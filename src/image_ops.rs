//! RGBA compositing primitives shared by atlas preparation and per-block
//! rendering. Canvases are `image::RgbaImage`; "UV masks" are ordinary RGBA
//! images baked by the atlas tooling where red/green hold a face-local
//! `(u, v)` in `0..=255` and blue holds a face tag (see `FACE_*`).
//!
//! All arithmetic uses `(x * a + 128) >> 8` as an approximation of divide
//! by 255, matching the fixed-point rule the original sprite atlas was
//! rendered with -- necessary for tests to be byte-exact.

use image::{Rgba, RgbaImage};

/// UV-mask face tags, stored in the mask's blue channel.
pub const FACE_LEFT: u8 = 1;
pub const FACE_RIGHT: u8 = 2;
pub const FACE_UP: u8 = 3;

/// Four corner lighting values for `multiply_corners`, one per texture
/// corner in `(top-left, top-right, bottom-left, bottom-right)` order.
pub type CornerValues = [u8; 4];

#[inline]
fn mix(x: u8, y: u8, a: u8) -> u8 {
    (((x as u32) * (255 - a as u32) + (y as u32) * (a as u32)) >> 8) as u8
}

#[inline]
fn mul255(x: u8, factor: u8) -> u8 {
    (((x as u32) * (factor as u32) + 128) >> 8) as u8
}

fn rgba_multiply(pixel: Rgba<u8>, r: u8, g: u8, b: u8) -> Rgba<u8> {
    Rgba([mul255(pixel[0], r), mul255(pixel[1], g), mul255(pixel[2], b), pixel[3]])
}

fn rgba_multiply_scalar(pixel: Rgba<u8>, factor: u8) -> Rgba<u8> {
    rgba_multiply(pixel, factor, factor, factor)
}

fn rgba_multiply_color(pixel: Rgba<u8>, color: Rgba<u8>) -> Rgba<u8> {
    Rgba([
        mul255(pixel[0], color[0]),
        mul255(pixel[1], color[1]),
        mul255(pixel[2], color[2]),
        mul255(pixel[3], color[3]),
    ])
}

fn add_clamp(x: u8, delta: i32) -> u8 {
    (x as i32 + delta).clamp(0, 255) as u8
}

/// Alpha-blends `src` over `*dst` in place, using `src`'s alpha as
/// coverage. A fully opaque or fully transparent `src` short-circuits.
pub fn blend(dst: &mut Rgba<u8>, src: Rgba<u8>) {
    let sa = src[3];
    if sa == 0 {
        return;
    }
    if sa == 255 {
        *dst = src;
        return;
    }
    dst[0] = mix(dst[0], src[0], sa);
    dst[1] = mix(dst[1], src[1], sa);
    dst[2] = mix(dst[2], src[2], sa);
    dst[3] = dst[3].max(sa);
}

fn assert_same_size(a: &RgbaImage, b: &RgbaImage) {
    assert_eq!(a.dimensions(), b.dimensions(), "image_ops kernels require matching dimensions");
}

/// Darkens the left/right/up faces by distinct scalar factors (`0..=255`),
/// identified per-pixel by `uv_mask`'s face tag. Used for the static
/// per-face darkening pass and for `multiply_except`-style single-face
/// darkening.
pub fn multiply(block: &mut RgbaImage, uv_mask: &RgbaImage, factor_left: u8, factor_right: u8, factor_up: u8) {
    assert_same_size(block, uv_mask);
    for (pixel, uv) in block.pixels_mut().zip(uv_mask.pixels()) {
        if uv[3] == 0 {
            continue;
        }
        let factor = match uv[2] {
            FACE_LEFT => factor_left,
            FACE_RIGHT => factor_right,
            FACE_UP => factor_up,
            _ => continue,
        };
        // A factor of 255 means "leave this face alone" -- the fixed-point
        // rule (x*a+128)>>8 isn't exact at a=255, so treat it as a true
        // identity rather than darkening every face by a stray LSB.
        if factor == 255 {
            continue;
        }
        *pixel = rgba_multiply_scalar(*pixel, factor);
    }
}

/// Bilinearly-interpolated per-face lighting, used for smooth lighting:
/// each face gets a 4-corner gradient instead of one flat factor.
pub fn multiply_corners(
    block: &mut RgbaImage,
    uv_mask: &RgbaImage,
    corners_left: CornerValues,
    corners_right: CornerValues,
    corners_up: CornerValues,
) {
    assert_same_size(block, uv_mask);
    for (pixel, uv) in block.pixels_mut().zip(uv_mask.pixels()) {
        if uv[3] == 0 {
            continue;
        }
        let corners = match uv[2] {
            FACE_LEFT => &corners_left,
            FACE_RIGHT => &corners_right,
            FACE_UP => &corners_up,
            _ => continue,
        };
        let u = uv[0];
        let v = uv[1];
        let ab = mix(corners[0], corners[1], u);
        let cd = mix(corners[2], corners[3], u);
        let factor = mix(ab, cd, v);
        *pixel = rgba_multiply_scalar(*pixel, factor);
    }
}

/// Darkens every face except `except_face` by `factor`.
pub fn multiply_except(block: &mut RgbaImage, uv_mask: &RgbaImage, except_face: u8, factor: u8) {
    assert_same_size(block, uv_mask);
    for (pixel, uv) in block.pixels_mut().zip(uv_mask.pixels()) {
        if uv[3] == 0 {
            continue;
        }
        if uv[2] != except_face {
            *pixel = rgba_multiply_scalar(*pixel, factor);
        }
    }
}

/// Uniform darken with no face distinction -- no UV mask needed.
pub fn multiply_scalar(block: &mut RgbaImage, factor: u8) {
    for pixel in block.pixels_mut() {
        *pixel = rgba_multiply_scalar(*pixel, factor);
    }
}

/// Masked tint: `color` is modulated by `mask` before being alpha-blended
/// over `block`, which avoids a white halo at the mask's edges that a
/// direct overlay would produce.
pub fn tint_masked(block: &mut RgbaImage, mask: &RgbaImage, color: Rgba<u8>) {
    assert_same_size(block, mask);
    for (pixel, mask_pixel) in block.pixels_mut().zip(mask.pixels()) {
        if mask_pixel[3] == 0 {
            continue;
        }
        let colored = rgba_multiply_color(*mask_pixel, color);
        blend(pixel, colored);
    }
}

/// Unmasked tint: every non-transparent pixel is multiplied by `color`.
pub fn tint(block: &mut RgbaImage, color: Rgba<u8>) {
    for pixel in block.pixels_mut() {
        if pixel[3] != 0 {
            *pixel = rgba_multiply_color(*pixel, color);
        }
    }
}

/// Luminance-preserving tint: subtracts `color`'s luminance before adding
/// it back scaled down, so the block keeps its shading but picks up
/// `color`'s hue. Used by overlay render modes that must stay legible over
/// both bright and dark terrain.
pub fn tint_high_contrast(block: &mut RgbaImage, color: Rgba<u8>) {
    let luminance = (10 * color[0] as i32 + 3 * color[1] as i32 + color[2] as i32) / 14;
    let alpha_factor = 3;
    let nr = (color[0] as i32 - luminance) / alpha_factor;
    let ng = (color[1] as i32 - luminance) / alpha_factor;
    let nb = (color[2] as i32 - luminance) / alpha_factor;

    for pixel in block.pixels_mut() {
        if pixel[3] > 0 {
            pixel[0] = add_clamp(pixel[0], nr);
            pixel[1] = add_clamp(pixel[1], ng);
            pixel[2] = add_clamp(pixel[2], nb);
        }
    }
}

/// Same as [`tint_high_contrast`] but restricted to pixels tagged
/// `face` in `mask`.
pub fn tint_high_contrast_face(block: &mut RgbaImage, mask: &RgbaImage, face: u8, color: Rgba<u8>) {
    assert_same_size(block, mask);
    let luminance = (10 * color[0] as i32 + 3 * color[1] as i32 + color[2] as i32) / 14;
    let alpha_factor = 3;
    let nr = (color[0] as i32 - luminance) / alpha_factor;
    let ng = (color[1] as i32 - luminance) / alpha_factor;
    let nb = (color[2] as i32 - luminance) / alpha_factor;

    for (pixel, mask_pixel) in block.pixels_mut().zip(mask.pixels()) {
        if mask_pixel[2] == face {
            pixel[0] = add_clamp(pixel[0], nr);
            pixel[1] = add_clamp(pixel[1], ng);
            pixel[2] = add_clamp(pixel[2], nb);
        }
    }
}

/// Composites a waterlogged block's water-top sprite over (or under) the
/// block's own top face, using each pixel's UV-mask alpha as a depth
/// value: the shallower surface wins and the other is blended behind it.
pub fn blend_top(block: &mut RgbaImage, uv_mask: &RgbaImage, top: &RgbaImage, top_uv_mask: &RgbaImage) {
    assert_same_size(block, uv_mask);
    assert_same_size(top, top_uv_mask);
    assert_same_size(block, top);

    for (((pixel, uv), top_pixel), top_uv) in block
        .pixels_mut()
        .zip(uv_mask.pixels())
        .zip(top.pixels())
        .zip(top_uv_mask.pixels())
    {
        if uv[3] < top_uv[3] {
            blend(pixel, *top_pixel);
        } else {
            let behind = *pixel;
            *pixel = *top_pixel;
            blend(pixel, behind);
        }
    }
}

/// Edge darken strength for [`shadow_edges`]: `0` disables a side, `3`
/// is a stronger variant used for foliage-like blocks.
pub type EdgeStrength = u8;

/// Darkens the border pixels of up to five faces to fake ambient
/// occlusion at block edges: the four edges of the up face (toward each
/// horizontal neighbor) plus the bottom edge of the two side faces.
pub fn shadow_edges(
    block: &mut RgbaImage,
    uv_mask: &RgbaImage,
    north: EdgeStrength,
    south: EdgeStrength,
    east: EdgeStrength,
    west: EdgeStrength,
    bottom: EdgeStrength,
) {
    assert_same_size(block, uv_mask);
    for (pixel, uv) in block.pixels_mut().zip(uv_mask.pixels()) {
        let u = uv[0] as f32 / 255.0;
        let v = uv[1] as f32 / 255.0;
        let face = uv[2];

        let mut alpha: f32 = 0.0;
        let mut gen = |mask_face: u8, edge: EdgeStrength, uv: f32| {
            if edge == 0 || face != mask_face {
                return;
            }
            let t = (1 + edge.min(2) as i32) as f32 / 16.0;
            let (strong, weak) = if edge > 2 { (128.0, 64.0) } else { (64.0, 32.0) };
            if uv < t {
                let a = if uv < t / 2.0 {
                    strong
                } else {
                    let frac = (uv - t / 2.0) / (t / 2.0);
                    (1.0 - frac) * weak + frac * 16.0
                };
                alpha = alpha.max(a);
            }
        };

        gen(FACE_UP, north, v);
        gen(FACE_UP, south, 1.0 - v);
        gen(FACE_UP, east, 1.0 - u);
        gen(FACE_UP, west, u);
        gen(FACE_LEFT, bottom, 1.0 - v);
        gen(FACE_RIGHT, bottom, 1.0 - v);

        if alpha > 0.0 {
            let factor = 255 - alpha.round().clamp(0.0, 255.0) as u8;
            *pixel = rgba_multiply_scalar(*pixel, factor);
        }
    }
}

#[cfg(test)]
mod tests {
    use super::*;

    fn solid(w: u32, h: u32, pixel: Rgba<u8>) -> RgbaImage {
        RgbaImage::from_pixel(w, h, pixel)
    }

    #[test]
    fn mul255_matches_fixed_point_rule() {
        assert_eq!(mul255(255, 128), 128);
        assert_eq!(mul255(0, 255), 0);
        // (255*255 + 128) >> 8 == 254, not 255 -- the fixed-point rule is
        // an approximation of /255, not exact, and tests must match its
        // rounding rather than "true" division.
        assert_eq!(mul255(255, 255), 254);
    }

    #[test]
    fn multiply_skips_transparent_uv_pixels() {
        let mut block = solid(2, 1, Rgba([200, 200, 200, 255]));
        let mut uv = RgbaImage::new(2, 1);
        uv.put_pixel(0, 0, Rgba([0, 0, FACE_UP, 255]));
        uv.put_pixel(1, 0, Rgba([0, 0, FACE_UP, 0]));

        multiply(&mut block, &uv, 0, 0, 128);
        assert_eq!(block.get_pixel(0, 0)[0], mul255(200, 128));
        assert_eq!(block.get_pixel(1, 0)[0], 200); // untouched: alpha 0 in uv
    }

    #[test]
    fn multiply_leaves_a_face_exactly_unchanged_at_factor_255() {
        let mut block = solid(1, 1, Rgba([200, 150, 50, 255]));
        let mut uv = RgbaImage::new(1, 1);
        uv.put_pixel(0, 0, Rgba([0, 0, FACE_UP, 255]));

        multiply(&mut block, &uv, 0, 0, 255);
        assert_eq!(*block.get_pixel(0, 0), Rgba([200, 150, 50, 255]));
    }

    #[test]
    fn blend_fully_opaque_source_replaces_dest() {
        let mut dst = Rgba([10, 10, 10, 255]);
        blend(&mut dst, Rgba([200, 0, 0, 255]));
        assert_eq!(dst, Rgba([200, 0, 0, 255]));
    }

    #[test]
    fn blend_fully_transparent_source_is_a_no_op() {
        let mut dst = Rgba([10, 20, 30, 255]);
        blend(&mut dst, Rgba([200, 0, 0, 0]));
        assert_eq!(dst, Rgba([10, 20, 30, 255]));
    }

    #[test]
    fn tint_high_contrast_preserves_luminance_for_gray() {
        // a perfectly gray recolor should leave r≈g≈b the same relationship.
        let mut block = solid(1, 1, Rgba([100, 100, 100, 255]));
        tint_high_contrast(&mut block, Rgba([128, 128, 128, 255]));
        let p = block.get_pixel(0, 0);
        assert_eq!(p[0], p[1]);
        assert_eq!(p[1], p[2]);
    }

    #[test]
    fn shadow_edges_darkens_up_face_near_border() {
        let mut block = solid(1, 1, Rgba([255, 255, 255, 255]));
        let mut uv = RgbaImage::new(1, 1);
        // v=0 means "at the north border" for the up face.
        uv.put_pixel(0, 0, Rgba([128, 0, FACE_UP, 255]));
        shadow_edges(&mut block, &uv, 2, 0, 0, 0, 0);
        assert!(block.get_pixel(0, 0)[0] < 255);
    }
}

*-*-*

Exercise instructions:
Out of the listing above, reproduce exactly the lines from the one with "pub fn tint_high_contrast_face(block: &mut" up to and including the one with "let face = uv[2];".

Exercise result:
pub fn tint_high_contrast_face(block: &mut RgbaImage, mask: &RgbaImage, face: u8, color: Rgba<u8>) {
    assert_same_size(block, mask);
    let luminance = (10 * color[0] as i32 + 3 * color[1] as i32 + color[2] as i32) / 14;
    let alpha_factor = 3;
    let nr = (color[0] as i32 - luminance) / alpha_factor;
    let ng = (color[1] as i32 - luminance) / alpha_factor;
    let nb = (color[2] as i32 - luminance) / alpha_factor;

    for (pixel, mask_pixel) in block.pixels_mut().zip(mask.pixels()) {
        if mask_pixel[2] == face {
            pixel[0] = add_clamp(pixel[0], nr);
            pixel[1] = add_clamp(pixel[1], ng);
            pixel[2] = add_clamp(pixel[2], nb);
        }
    }
}

/// Composites a waterlogged block's water-top sprite over (or under) the
/// block's own top face, using each pixel's UV-mask alpha as a depth
/// value: the shallower surface wins and the other is blended behind it.
pub fn blend_top(block: &mut RgbaImage, uv_mask: &RgbaImage, top: &RgbaImage, top_uv_mask: &RgbaImage) {
    assert_same_size(block, uv_mask);
    assert_same_size(top, top_uv_mask);
    assert_same_size(block, top);

    for (((pixel, uv), top_pixel), top_uv) in block
        .pixels_mut()
        .zip(uv_mask.pixels())
        .zip(top.pixels())
        .zip(top_uv_mask.pixels())
    {
        if uv[3] < top_uv[3] {
            blend(pixel, *top_pixel);
        } else {
            let behind = *pixel;
            *pixel = *top_pixel;
            blend(pixel, behind);
        }
    }
}

/// Edge darken strength for [`shadow_edges`]: `0` disables a side, `3`
/// is a stronger variant used for foliage-like blocks.
pub type EdgeStrength = u8;

/// Darkens the border pixels of up to five faces to fake ambient
/// occlusion at block edges: the four edges of the up face (toward each
/// horizontal neighbor) plus the bottom edge of the two side faces.
pub fn shadow_edges(
    block: &mut RgbaImage,
    uv_mask: &RgbaImage,
    north: EdgeStrength,
    south: EdgeStrength,
    east: EdgeStrength,
    west: EdgeStrength,
    bottom: EdgeStrength,
) {
    assert_same_size(block, uv_mask);
    for (pixel, uv) in block.pixels_mut().zip(uv_mask.pixels()) {
        let u = uv[0] as f32 / 255.0;
        let v = uv[1] as f32 / 255.0;
        let face = uv[2];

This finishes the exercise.